Let $R_n=\overbrace{11\cdots1}^{n\text{ }1\text{s}}$ . By observation, $R_2$ is not a perfect square. Note that, for $n\geq 3$ , $R_n = 100R_{n-2} + 11 \equiv 3 \bmod 4$ . However, $0^2\equiv 2^2 \equiv 0 \bmod 4$ and $1^2 \equiv 3^2 \equiv 1 \bmod 4$ . Thus no perfect square is congruent to $3\bmod 4$ and no integer consisting of repeated $1$ s (other than $1$ ) can be a perfect square.

If there was a square rep-unit, since it ends in 1, it has to be (10n +- 1)^2. But that would give us 100n^2 + 20n + 1. Since 2 is even, and an even multiplied to any number is still even, it is impossible for the tens to be 1.

$\sqrt{1}=1$ , now if any of the statements that follow that one are true, then there must be some number, which when squared, the rightmost two digits are 1 Since the last digit in the square number is 1, the rightmost digit can only be 1 or 9. The only digits that could possibly change the tens digit in the square number are the 2 rightmost digits. yet, no matter what digit you place in the tens digit, there will be an even number in the tens digit of the square number.

$11=4*2+3$ , $111=4*27+3$ ,...in a same way $111111111111111111...11=4*k+3$ for some positive integer. Therefore $11111111111111111111111111...11\equiv 3\bmod 4$ but we know that any perfect square integer is either congruent to $0$ or $1$ $mod 4$ .Hence 1 is the only integer in the above sequence.

A perfect square whose single digit is 1 cannot have an odd tens digit. Let 111...=a 2, a’s single digit must be 1 or 9. so a=10k+1 or a=10k+9. <1> a=10k+1, a 2=20k(5k+1)+1; <2> a=10k+9, a**2=20k(5k+9)+81; So a’s tens digit must be even.

For any perfect square ending with 1, the root integer must either be ending with 1 or 9. Except for integer 1 which is square of itself, the square of any number ending with 1 or 9 will generate an output ending with 01, 21, 41, 61 or 81 only. So, it is not possible for any other numbers consisting of all 1s to be a perfect square.
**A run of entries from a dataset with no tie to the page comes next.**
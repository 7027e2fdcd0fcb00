//! # `wordloom` Vocabulary & Embedding Builder
//!
//! `wordloom` turns a corpus of raw text into a deterministic
//! word/index vocabulary and a dense embedding matrix seeded from a
//! pretrained word-vector table.
//!
//! See:
//! * [`vocab`] to count corpus words and build a [`vocab::WordVocab`].
//! * [`vectors`] to load pretrained [`vectors::VectorTable`]s.
//! * [`embedding`] to assemble an [`embedding::EmbeddingMatrix`].
//! * [`normalize`] for the shared text normalization rules.
//!
//! Pretrained public vector tables are available through:
//! * [`pretrained::glove`]
//!
//! ## Crate Features
//!
//! #### feature: ``default``
//!
//! * ``ahash``
//! * ``download``
//!
//! #### feature: ``ahash``
//!
//! This swaps all HashMap/HashSet implementations for ``ahash``; which is
//! a performance win on many/(most?) modern CPUs.
//!
//! This is done by the ``types::WLHash{*}`` type alias machinery.
//!
//! #### feature: ``download``
//!
//! The download feature enables downloading pretrained vector tables
//! from the internet.
//!
//! ## Building a Vocabulary and Matrix
//!
//! ```rust,no_run
//! use wordloom::disk_cache::WordloomDiskCache;
//! use wordloom::embedding::EmbeddingAssemblerOptions;
//! use wordloom::pretrained::glove::GloveModel;
//! use wordloom::vocab::WordVocabBuilderOptions;
//!
//! type T = u32;
//! type C = u64;
//!
//! let mut builder = WordVocabBuilderOptions::default()
//!     .with_min_count(2)
//!     .init::<C>();
//! builder.update_from_samples(["the cat sat", "the cat ran"]);
//! let vocab = builder.build::<T>().unwrap();
//!
//! let mut disk_cache = WordloomDiskCache::default();
//! let table = GloveModel::from_dim(100)
//!     .unwrap()
//!     .load(&mut disk_cache)
//!     .unwrap();
//!
//! let assembly = EmbeddingAssemblerOptions::default()
//!     .with_seed(Some(42))
//!     .init()
//!     .assemble(&vocab, &table);
//! assert_eq!(assembly.matrix.vocab_size(), vocab.len());
//! ```
#![warn(missing_docs, unused)]

#[cfg(feature = "download")]
#[doc(inline)]
pub use wordloom_disk_cache as disk_cache;

pub mod embedding;
pub mod errors;
pub mod normalize;
pub mod pretrained;
pub mod types;
pub mod vectors;
pub mod vocab;
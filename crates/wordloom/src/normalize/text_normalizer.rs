//! # Text Normalizer

use once_cell::sync::Lazy;
use regex::Regex;

/// Pattern matching every character outside the Latin alphabet and whitespace.
const STRIP_EXPR: &str = r"[^a-zA-Z\s]";

static STRIP_REGEX: Lazy<Regex> =
    Lazy::new(|| Regex::new(STRIP_EXPR).expect("strip pattern compilation failed"));

/// Normalizes raw text into vocabulary words.
///
/// Normalization lowercases the input, strips every character outside
/// the Latin alphabet and whitespace, and splits the remainder on
/// whitespace; so ``"Don't stop!"`` normalizes to ``["dont", "stop"]``.
#[derive(Clone, Debug)]
pub struct TextNormalizer {
    /// The compiled strip pattern.
    strip_re: Regex,
}

impl Default for TextNormalizer {
    fn default() -> Self {
        Self::new()
    }
}

impl TextNormalizer {
    /// Create a new text normalizer.
    pub fn new() -> Self {
        Self {
            strip_re: STRIP_REGEX.clone(),
        }
    }

    /// Apply each normalized word of `text` to `f`.
    ///
    /// ## Arguments
    /// * `text` - the document to normalize.
    /// * `f` - the function to apply to each word.
    pub fn for_each_word<S, F>(
        &self,
        text: S,
        f: &mut F,
    ) where
        S: AsRef<str>,
        F: FnMut(&str),
    {
        let lowered = text.as_ref().to_lowercase();
        let stripped = self.strip_re.replace_all(&lowered, "");
        for word in stripped.split_whitespace() {
            f(word);
        }
    }

    /// Normalize a document into its word sequence.
    ///
    /// ## Arguments
    /// * `text` - the document to normalize.
    ///
    /// ## Returns
    /// The normalized words, in document order.
    pub fn words<S: AsRef<str>>(
        &self,
        text: S,
    ) -> Vec<String> {
        let mut words = Vec::new();
        self.for_each_word(text, &mut |word| words.push(word.to_owned()));
        words
    }
}

#[cfg(test)]
mod tests {
    use super::*;

    #[test]
    fn test_normalize_words() {
        let normalizer = TextNormalizer::new();

        assert_eq!(
            normalizer.words("The quick brown FOX!"),
            vec!["the", "quick", "brown", "fox"]
        );

        // Stripped characters join their neighbors; they do not split words.
        assert_eq!(normalizer.words("Don't stop."), vec!["dont", "stop"]);

        assert_eq!(
            normalizer.words("  tabs\tand\nnewlines  "),
            vec!["tabs", "and", "newlines"]
        );

        assert_eq!(normalizer.words("123 ... $$$"), Vec::<String>::new());
        assert_eq!(normalizer.words(""), Vec::<String>::new());
    }

    #[test]
    fn test_for_each_word() {
        let normalizer = TextNormalizer::new();

        let mut count = 0;
        normalizer.for_each_word("a b c", &mut |_| count += 1);
        assert_eq!(count, 3);
    }
}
Suppose $x^2 = 111\ldots$ is such a solution. If its digits are $x = \overline{\cdots a_2a_1a_0}$ , we immediately see that $a_0$ must be 1, but then the second digit of $x^2$ is $2a_1$ , which cannot be 1.

Definitions:

$\overbrace{111...11}^{n \ no. \ of \ 1s}$ can be written as $\sum_{i=0}^{n}10^i$ .

Proof by contradiction:

Our assumption is that it's possible to write $k^2 = \sum_{i=0}^{n}10^i$ for some integer $k > 1$ and $n$ .

Our first lemma is that $k^2$ and by extension $k$ must always be odd , because $\sum_{i=0}^{n}10^i = 1 + \sum_{i=1}^{n-1}10^i$ , which is just $1 + 2m$ where $m$ is some integer.

Consider the squares of odd numbers: $1, 9, 25, 49,...$

Our second lemma is that squares of odd numbers can always be represented by the form $8a + 1$ for some integer $a$ . Short proof: We have $(2c + 1)^2$ for some integer $c$ and odd number $2c + 1$ , this equals $4c^2 + 4c + 1 = 4c(c+1) + 1$ , note that $c(c+1)$ is always even and can be written as $2c$ instead, therefore $(2c + 1)^2 = 4c(c+1) + 1 = 8c + 1$ .

Now for our assumption to be true, we need to be able to set $8a + 1 = \sum_{i=0}^{n}10^i$ for some integer $a$ and $n$ .

Remove $1$ from both sides, and divide by $8$ to get:

$a = \dfrac{-1 + \sum_{i=0}^{n}10^i}{8} =\frac{1 - 1}{8} + \frac{10}{8} + \frac{100}{8} + \frac{1000}{8} + ... =0 + 1.25 + 12.5 + 125 + ... = 0.75 + \overbrace{1 + 12 + 125 + ...}^{b}$

This is the same as $a = 0.75 + b$ where we have integer $a$ and $b$ , obviously this is a contradiction because we can't have an integer $a$ with a fraction, this means our assumption that there is some integer $k > 1$ and $n$ to write $k^2 = \sum_{i=0}^{n}10^i$ is wrong and therefore outside of the trivial case $k = 1$ there exists no such $k$ . $\square$

Every perfect square leaves remainder 0 or 1, when divided by 4, as it follows from @Johanan Paul

We can check last two digits of 111...11 for divisibility for 4. It leaves remainder 3, hence it can't be a perfect square!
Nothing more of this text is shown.